> **Description of the task**
The output must be the data, printed exactly as written.

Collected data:
★ ★ ★ ★ ★
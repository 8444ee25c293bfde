//! vigil - dual-camera motion detection pipeline.
//!
//! Live frames from independent camera sources flow through a bounded
//! hand-off into a single processing worker, which maintains one adaptive
//! background model per camera and turns foreground regions into filtered,
//! annotated detections. The display side polls the latest result per
//! camera on its own cadence and never blocks the pipeline.
//!
//! # Architecture
//!
//! ```text
//! camera 0 --> capture worker 0 --\
//!                                  +--> BoundedFrameChannel --> processing
//! camera 1 --> capture worker 1 --/        (FIFO, drop-newest)    worker
//!                                                                   |
//!                         ResultCache (latest per camera) <---------+
//!                         MetricsTracker (fps, queue depth)
//! ```
//!
//! Design rules the modules enforce:
//! - Frames are owned by exactly one stage at a time; hand-off moves them.
//! - Overload drops the newest frame, never a queued one, and staleness is
//!   checked again right before processing.
//! - Background models are touched only by the processing worker and are
//!   never reset mid-run (the one exception is the sticky fallback from
//!   the accelerated to the baseline estimation path).
//!
//! # Module Structure
//!
//! - `frame`: frame, mask and detection types
//! - `channel`: bounded capture-to-processing hand-off
//! - `ingest`: camera sources (synthetic, V4L2)
//! - `detect`: background model, morphology, contours, detector
//! - `pipeline`: worker threads and lifecycle
//! - `cache` / `metrics`: what the display side reads
//! - `config`: file + environment configuration

pub mod cache;
pub mod channel;
pub mod config;
pub mod detect;
pub mod frame;
pub mod ingest;
pub mod metrics;
pub mod pipeline;

pub use cache::ResultCache;
pub use channel::{BoundedFrameChannel, Offer, Take};
pub use config::{CameraSettings, DetectionSettings, PipelineConfig};
pub use detect::{DetectError, Detector, ForegroundEstimator, ModelParams, ProcessingMode};
pub use frame::{DetectionBox, Frame, Mask, PixelFormat, ProcessedResult, SourceId};
pub use ingest::{
    open_source, FrameSource, ReadOutcome, SceneScript, SyntheticConfig, SyntheticSource,
};
pub use metrics::{MetricsSnapshot, MetricsTracker, SourceMetrics};
pub use pipeline::Pipeline;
★ ★ ★ ★ ★
> **Answer space**
repository 8444ee25c293bfde
//! vigil - dual-camera motion detection pipeline.
//!
//! Live frames from independent camera sources flow through a bounded
//! hand-off into a single processing worker, which maintains one adaptive
//! background model per camera and turns foreground regions into filtered,
//! annotated detections. The display side polls the latest result per
//! camera on its own cadence and never blocks the pipeline.
//!
//! # Architecture
//!
//! ```text
//! camera 0 --> capture worker 0 --\
//!                                  +--> BoundedFrameChannel --> processing
//! camera 1 --> capture worker 1 --/        (FIFO, drop-newest)    worker
//!                                                                   |
//!                         ResultCache (latest per camera) <---------+
//!                         MetricsTracker (fps, queue depth)
//! ```
//!
//! Design rules the modules enforce:
//! - Frames are owned by exactly one stage at a time; hand-off moves them.
//! - Overload drops the newest frame, never a queued one, and staleness is
//!   checked again right before processing.
//! - Background models are touched only by the processing worker and are
//!   never reset mid-run (the one exception is the sticky fallback from
//!   the accelerated to the baseline estimation path).
//!
//! # Module Structure
//!
//! - `frame`: frame, mask and detection types
//! - `channel`: bounded capture-to-processing hand-off
//! - `ingest`: camera sources (synthetic, V4L2)
//! - `detect`: background model, morphology, contours, detector
//! - `pipeline`: worker threads and lifecycle
//! - `cache` / `metrics`: what the display side reads
//! - `config`: file + environment configuration

pub mod cache;
pub mod channel;
pub mod config;
pub mod detect;
pub mod frame;
pub mod ingest;
pub mod metrics;
pub mod pipeline;

pub use cache::ResultCache;
pub use channel::{BoundedFrameChannel, Offer, Take};
pub use config::{CameraSettings, DetectionSettings, PipelineConfig};
pub use detect::{DetectError, Detector, ForegroundEstimator, ModelParams, ProcessingMode};
pub use frame::{DetectionBox, Frame, Mask, PixelFormat, ProcessedResult, SourceId};
pub use ingest::{
    open_source, FrameSource, ReadOutcome, SceneScript, SyntheticConfig, SyntheticSource,
};
pub use metrics::{MetricsSnapshot, MetricsTracker, SourceMetrics};
pub use pipeline::Pipeline;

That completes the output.